Les avancées technologiques du XXe siècle ont probablement relégué le voyage dans la Lune à une banalité, voire inutilité. Ainsi l'exposition La Lune au Grand Palais, qui tourne autour alors que c'est le contraire, n'a pas su faire renaître l'émotion de mon enfance et de mon adolescence. Les œuvres choisies semblent uniquement reliées par la présence de l'astre en leur sein, comme des rimes graphiques puisqu'il n'en existe aucune, phonétique, avec les quatre lettres qui la composent.

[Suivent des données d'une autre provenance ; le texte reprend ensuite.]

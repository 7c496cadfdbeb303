//! Search bar component renderer.
//!
//! Renders the search input box with a bordered frame and the current query
//! text.

use crate::ui::helpers::position_cursor;
use crate::ui::theme::Theme;
use crate::ui::viewmodel::SearchBarInfo;

/// Horizontal margin for the search box (spaces on left and right).
const SEARCH_BOX_MARGIN: usize = 5;

/// Renders the search input box at the specified row.
///
/// Displays a 3-line bordered box containing the query, prefixed with the
/// field hint. The box is horizontally centered with margins on both sides.
///
/// # Parameters
///
/// * `row` - Starting row position for the search box (1-indexed)
/// * `search` - Search bar information (query text)
/// * `theme` - Active color theme
/// * `cols` - Terminal width in columns
///
/// # Returns
///
/// The next available row position (row + 3, the search box height)
///
/// # Layout
///
/// ```text
/// [margin] ┌──────────────────────────┐ [margin]
/// [margin] │ Search name or phone: .. │ [margin]
/// [margin] └──────────────────────────┘ [margin]
/// ```
pub fn render_search_bar(row: usize, search: &SearchBarInfo, theme: &Theme, cols: usize) -> usize {
    let box_width = cols.saturating_sub(SEARCH_BOX_MARGIN * 2);
    let inner_width = box_width.saturating_sub(2);

    position_cursor(row, 1);
    print!("{}", " ".repeat(SEARCH_BOX_MARGIN));
    print!("{}", Theme::fg(&theme.colors.search_bar_border));
    print!("┌{}┐", "─".repeat(inner_width));
    print!("{}", Theme::reset());

    let search_text = format!(" Search name or phone: {}", search.query);
    let padding = inner_width.saturating_sub(search_text.chars().count());

    position_cursor(row + 1, 1);
    print!("{}", " ".repeat(SEARCH_BOX_MARGIN));
    print!("{}", Theme::fg(&theme.colors.search_bar_border));
    print!("│");
    print!("{}", Theme::fg(&theme.colors.text_normal));
    print!("{search_text}");
    print!("{}", " ".repeat(padding));
    print!("{}", Theme::fg(&theme.colors.search_bar_border));
    print!("│");
    print!("{}", Theme::reset());

    position_cursor(row + 2, 1);
    print!("{}", " ".repeat(SEARCH_BOX_MARGIN));
    print!("{}", Theme::fg(&theme.colors.search_bar_border));
    print!("└{}┘", "─".repeat(inner_width));
    print!("{}", Theme::reset());

    row + 3
}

Ce petit rassemblement montre les limites des expositions thématiques, sortes d'auberges espagnoles sans queue ni tête. D'un certain point de vue le cylindre à la Cité des Sciences est autrement plus facteur de rêve dans sa simulation d'apesanteur. Cela n'a rien à voir évidemment. Mais qu'est-ce qui est à voir réellement de la Lune ou sur la Lune ? En révéler la face cachée grâce à des œuvres d'art était un pari difficile à gagner. Si "de deux choses lune, l'autre c'est le soleil", comme disait Jacques Prévert, j'étais franchement heureux de retrouver le plus printanier en sortant.


J'ai pensé que cette fois il y avait nettement plus de rêve, et même de réalité, dans la boutique du Grand Palais où les transpositions me touchaient, que ce soit par les livres, les films, les musiques et autres objets dérivés. Je n'ai rien acheté pour autant. J'avais survolé La Lune sans réussir à y alunir, espérant hélas retrouver la sensation que je n'ai jamais perdu au spectacle qu'elle nous offre toutes les nuits, nous renvoyant à notre petitesse et à notre vanité de penser sublimer la nature. C'est pourtant par l'art que parfois nous nous en approchons.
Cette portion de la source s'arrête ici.